As the agents began to put on the heat, underworld characters started to talk. Those “world travellers” who had helped bring narcotics into the country began to confess. Evidence mounted against the gang, and when the crackdown finally came, a total of thirty-one persons were involved. Lepke was indicted on ten counts of a conspiracy to smuggle narcotics into the United States.
At this time—December, 1937—Lepke was a fugitive. A little more than a year earlier he and Gurrah Jake Shapiro had been convicted on the antitrust charges brought against them four years earlier. They had been sentenced to two years in prison and fined $10,000. But Lepke appealed. He was released under $3,000 bail and immediately went into hiding.
For almost two years Lepke’s pals hid him from the law. He lived for a time in the old Oriental Dance Hall on Coney Island. Then, twenty pounds heavier and wearing a mustache, he moved to a flat in Brooklyn. Later he occupied a house in Flatbush, posing as the paralyzed husband of a Mrs. Walker. All this time he continued directing the affairs of his criminal organization.

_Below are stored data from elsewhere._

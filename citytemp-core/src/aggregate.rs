//! Best-effort collection of temperatures for a batch of cities.
//!
//! Whatever the source does, the caller gets a report with an entry for
//! every supported city. Failures are logged and leave the affected cities
//! without a value.

use tracing::{debug, warn};

use crate::{
    model::{City, TemperatureReport, TemperatureResult},
    source::TemperatureSource,
};

/// Resolve `requested` cities through `source`.
///
/// Cities that were not requested stay missing. Never fails.
pub async fn collect_temperatures(
    source: &dyn TemperatureSource,
    requested: &[City],
) -> TemperatureReport {
    let mut report = TemperatureReport::empty();

    let mut cities = requested.to_vec();
    cities.sort();
    cities.dedup();

    if cities.is_empty() {
        return report;
    }

    let outcomes = match source.resolve(&cities).await {
        Ok(outcomes) => outcomes,
        Err(e) => {
            warn!(source = %source.id(), "Failed to fetch temperatures: {}", e);
            return report;
        }
    };

    for (city, outcome) in outcomes {
        if !cities.contains(&city) {
            debug!("Ignoring unrequested result for {}", city);
            continue;
        }

        match outcome {
            Ok(Some(candidate)) => {
                let result = TemperatureResult::from_candidate(&candidate);
                if result.is_missing() {
                    debug!("{}: selected entry has no usable value", city);
                }
                report.set(city, result);
            }
            Ok(None) => debug!("{}: no station with a valid reading", city),
            Err(e) => warn!(
                source = %source.id(),
                "Failed to resolve temperature for {}: {}", city, e
            ),
        }
    }

    report
}

/// Resolve every supported city.
pub async fn collect_all(source: &dyn TemperatureSource) -> TemperatureReport {
    collect_temperatures(source, City::all()).await
}
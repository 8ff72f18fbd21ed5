/// Failure while fetching or interpreting provider data.
///
/// These never reach callers of the aggregator; they are logged and turned
/// into missing values there.
#[derive(Debug, thiserror::Error)]
pub enum SourceError {
    #[error("Network error: {0}")]
    Transport(#[from] reqwest::Error),

    #[error("Request failed with status {status}: {body}")]
    Status {
        status: reqwest::StatusCode,
        body: String,
    },

    #[error("Malformed payload: {0}")]
    Payload(String),
}

impl SourceError {
    pub fn payload(msg: impl Into<String>) -> Self {
        SourceError::Payload(msg.into())
    }
}

impl From<serde_json::Error> for SourceError {
    fn from(err: serde_json::Error) -> Self {
        SourceError::Payload(err.to_string())
    }
}
use serde::Serialize;
use std::collections::BTreeMap;

use crate::normalize;

/// Point on the globe in decimal degrees.
#[derive(Debug, Clone, Copy, PartialEq, Serialize)]
pub struct Coordinates {
    pub latitude: f64,
    pub longitude: f64,
}

impl Coordinates {
    pub const fn new(latitude: f64, longitude: f64) -> Self {
        Self { latitude, longitude }
    }

    /// GeoJSON positions are `[longitude, latitude]`.
    pub const fn from_lon_lat(longitude: f64, latitude: f64) -> Self {
        Self { latitude, longitude }
    }
}

/// The closed set of cities a temperature is reported for.
#[derive(Debug, Clone, Copy, PartialEq, Eq, PartialOrd, Ord, Hash, Serialize)]
pub enum City {
    Lisboa,
    Porto,
    Faro,
}

impl City {
    pub const fn all() -> &'static [City] {
        &[City::Lisboa, City::Porto, City::Faro]
    }

    pub fn name(&self) -> &'static str {
        match self {
            City::Lisboa => "Lisboa",
            City::Porto => "Porto",
            City::Faro => "Faro",
        }
    }

    pub fn coordinates(&self) -> Coordinates {
        match self {
            City::Lisboa => Coordinates::new(38.7223, -9.1393),
            City::Porto => Coordinates::new(41.1579, -8.6291),
            City::Faro => Coordinates::new(37.0194, -7.9304),
        }
    }

    /// Location code used by the daily forecast endpoint.
    pub fn forecast_id(&self) -> u32 {
        match self {
            City::Lisboa => 1110600,
            City::Porto => 1131200,
            City::Faro => 1080500,
        }
    }
}

impl std::fmt::Display for City {
    fn fmt(&self, f: &mut std::fmt::Formatter<'_>) -> std::fmt::Result {
        f.write_str(self.name())
    }
}

impl TryFrom<&str> for City {
    type Error = anyhow::Error;

    fn try_from(value: &str) -> Result<Self, Self::Error> {
        let lower = value.trim().to_lowercase();

        match lower.as_str() {
            "lisboa" | "lisbon" => Ok(City::Lisboa),
            "porto" | "oporto" => Ok(City::Porto),
            "faro" => Ok(City::Faro),
            _ => Err(anyhow::anyhow!(
                "Unknown city '{value}'. Supported cities: Lisboa, Porto, Faro."
            )),
        }
    }
}

impl std::str::FromStr for City {
    type Err = anyhow::Error;

    fn from_str(s: &str) -> Result<Self, Self::Err> {
        City::try_from(s)
    }
}

/// One station reading or forecast entry considered during resolution.
///
/// The measurement is normalized on construction: sentinel and non-finite
/// readings are stored as `None` and the candidate is never selected.
#[derive(Debug, Clone, PartialEq)]
pub struct Candidate {
    pub coordinates: Coordinates,
    measurement: Option<f64>,
    pub observed_at: String,
    pub station: Option<String>,
}

impl Candidate {
    pub fn new(coordinates: Coordinates, raw: f64, observed_at: impl Into<String>) -> Self {
        Self {
            coordinates,
            measurement: normalize::reading_f64(raw),
            observed_at: observed_at.into(),
            station: None,
        }
    }

    /// Build from an untyped payload field (number, numeric string or garbage).
    pub fn from_value(
        coordinates: Coordinates,
        raw: &serde_json::Value,
        observed_at: impl Into<String>,
    ) -> Self {
        Self {
            coordinates,
            measurement: normalize::reading(raw),
            observed_at: observed_at.into(),
            station: None,
        }
    }

    pub fn with_station(mut self, station: impl Into<String>) -> Self {
        self.station = Some(station.into());
        self
    }

    pub fn measurement(&self) -> Option<f64> {
        self.measurement
    }

    pub fn is_valid(&self) -> bool {
        self.measurement.is_some()
    }
}

/// Temperature reported for a single city.
///
/// `observed_at` and `station` are only ever present alongside a value.
#[derive(Debug, Clone, PartialEq, Default, Serialize)]
#[serde(rename_all = "camelCase")]
pub struct TemperatureResult {
    value: Option<f64>,
    #[serde(skip_serializing_if = "Option::is_none")]
    observed_at: Option<String>,
    #[serde(skip_serializing_if = "Option::is_none")]
    station: Option<String>,
}

impl TemperatureResult {
    pub fn missing() -> Self {
        Self::default()
    }

    pub fn from_candidate(candidate: &Candidate) -> Self {
        match candidate.measurement() {
            Some(value) => Self {
                value: Some(value),
                observed_at: Some(candidate.observed_at.clone()),
                station: candidate.station.clone(),
            },
            None => Self::missing(),
        }
    }

    pub fn value(&self) -> Option<f64> {
        self.value
    }

    pub fn observed_at(&self) -> Option<&str> {
        self.observed_at.as_deref()
    }

    pub fn station(&self) -> Option<&str> {
        self.station.as_deref()
    }

    pub fn is_missing(&self) -> bool {
        self.value.is_none()
    }
}

#[derive(Debug, Clone, Copy, PartialEq, Eq)]
pub enum ReportStatus {
    /// At least one city carries a value.
    Updated,
    /// Nothing could be resolved, usually because the fetch failed.
    Unavailable,
}

/// Result for every supported city, keyed by city.
#[derive(Debug, Clone, PartialEq, Serialize)]
#[serde(transparent)]
pub struct TemperatureReport {
    results: BTreeMap<City, TemperatureResult>,
}

impl TemperatureReport {
    pub fn empty() -> Self {
        let results = City::all()
            .iter()
            .map(|city| (*city, TemperatureResult::missing()))
            .collect();

        Self { results }
    }

    pub fn get(&self, city: City) -> &TemperatureResult {
        // Every city is inserted by `empty()` and entries are never removed.
        self.results.get(&city).unwrap_or(&MISSING)
    }

    pub(crate) fn set(&mut self, city: City, result: TemperatureResult) {
        self.results.insert(city, result);
    }

    pub fn iter(&self) -> impl Iterator<Item = (City, &TemperatureResult)> {
        self.results.iter().map(|(city, result)| (*city, result))
    }

    pub fn len(&self) -> usize {
        self.results.len()
    }

    /// Always false for a report built by [`TemperatureReport::empty`];
    /// present because `len` is public.
    pub fn is_empty(&self) -> bool {
        self.results.is_empty()
    }

    pub fn has_data(&self) -> bool {
        self.results.values().any(|r| !r.is_missing())
    }

    pub fn status(&self) -> ReportStatus {
        if self.has_data() {
            ReportStatus::Updated
        } else {
            ReportStatus::Unavailable
        }
    }
}

impl Default for TemperatureReport {
    fn default() -> Self {
        Self::empty()
    }
}

static MISSING: TemperatureResult = TemperatureResult {
    value: None,
    observed_at: None,
    station: None,
};

#[cfg(test)]
mod tests {
    use super::*;
    use serde_json::json;

    #[test]
    fn city_name_roundtrip() {
        for city in City::all() {
            let parsed = City::try_from(city.name()).expect("roundtrip should succeed");
            assert_eq!(*city, parsed);
        }
    }

    #[test]
    fn city_parse_accepts_aliases_and_case() {
        assert_eq!("lisbon".parse::<City>().unwrap(), City::Lisboa);
        assert_eq!(" PORTO ".parse::<City>().unwrap(), City::Porto);
    }

    #[test]
    fn unknown_city_error() {
        let err = City::try_from("Madrid").unwrap_err();
        assert!(err.to_string().contains("Unknown city"));
        assert!(err.to_string().contains("Lisboa, Porto, Faro"));
    }

    #[test]
    fn candidate_drops_sentinel_and_non_finite() {
        let here = City::Lisboa.coordinates();
        assert!(!Candidate::new(here, -99.0, "t").is_valid());
        assert!(!Candidate::new(here, f64::NAN, "t").is_valid());
        assert!(!Candidate::new(here, f64::INFINITY, "t").is_valid());
        assert_eq!(Candidate::new(here, 21.5, "t").measurement(), Some(21.5));
        assert_eq!(
            Candidate::from_value(here, &json!("17.3"), "t").measurement(),
            Some(17.3)
        );
    }

    #[test]
    fn result_from_invalid_candidate_is_missing() {
        let c = Candidate::new(City::Faro.coordinates(), -99.0, "2024-06-01T10:00").with_station("X");
        let result = TemperatureResult::from_candidate(&c);
        assert!(result.is_missing());
        assert_eq!(result.observed_at(), None);
        assert_eq!(result.station(), None);
    }

    #[test]
    fn result_from_valid_candidate_carries_timestamp() {
        let c = Candidate::new(City::Faro.coordinates(), 24.0, "2024-06-01T10:00").with_station("Faro");
        let result = TemperatureResult::from_candidate(&c);
        assert_eq!(result.value(), Some(24.0));
        assert_eq!(result.observed_at(), Some("2024-06-01T10:00"));
        assert_eq!(result.station(), Some("Faro"));
    }

    #[test]
    fn empty_report_contains_every_city() {
        let report = TemperatureReport::empty();
        assert_eq!(report.len(), City::all().len());
        for city in City::all() {
            assert!(report.get(*city).is_missing());
        }
        assert_eq!(report.status(), ReportStatus::Unavailable);
        assert!(!report.is_empty());
    }

    #[test]
    fn report_serializes_by_city_name() {
        let mut report = TemperatureReport::empty();
        let c = Candidate::new(City::Porto.coordinates(), 19.25, "2024-06-01");
        report.set(City::Porto, TemperatureResult::from_candidate(&c));

        let value = serde_json::to_value(&report).unwrap();
        assert_eq!(
            value,
            json!({
                "Lisboa": { "value": null },
                "Porto": { "value": 19.25, "observedAt": "2024-06-01" },
                "Faro": { "value": null },
            })
        );
        assert_eq!(report.status(), ReportStatus::Updated);
    }
}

But now, in 1939, the search for Lepke had become the most intense manhunt the country had seen in years. The Federal government wanted him on the narcotics charges growing out of his syndicate operations. And he was the No. 1 man on the most-wanted list of New York’s District Attorney Thomas E. Dewey, who then was opening his first bid for the Republican Presidential nomination. Among other things, Dewey was certain he could pin a murder charge on Lepke—who now had “dead or alive” rewards on his head totalling $50,000.
As the pressures mounted, the hunted man became desperate. And desperately he tried to wreck the cases against him by sending witnesses out of the state, by intimidation, and by murder. The heat was on the underworld as it had never been before. The rumor spread that if Lepke did not surrender to the authorities, he would be killed by one of his own kind. Lepke had at last become too much of a liability even to his old pals.
Hunted and frightened, with every day holding the threat of sudden death, Lepke began negotiations to surrender to New York Columnist Walter Winchell—on the condition that he would be turned over to the FBI rather than New York State authorities.
During the evening of August 5, Winchell received a telephone call from a man who refused to identify himself. “Lepke wants to come in,” he said. “But he’s heard so many different stories about what will happen to him. He can’t trust anybody, he says. If he can find someone he can trust, he will give himself up to that person. The talk around town is that Lepke would be shot while supposedly escaping.”
Winchell called FBI Director John Edgar Hoover in Washington and told him of the mysterious call and Lepke’s willingness to surrender if he could be assured of protection.
Hoover told Winchell: “You are authorized to state that the FBI will guarantee it.”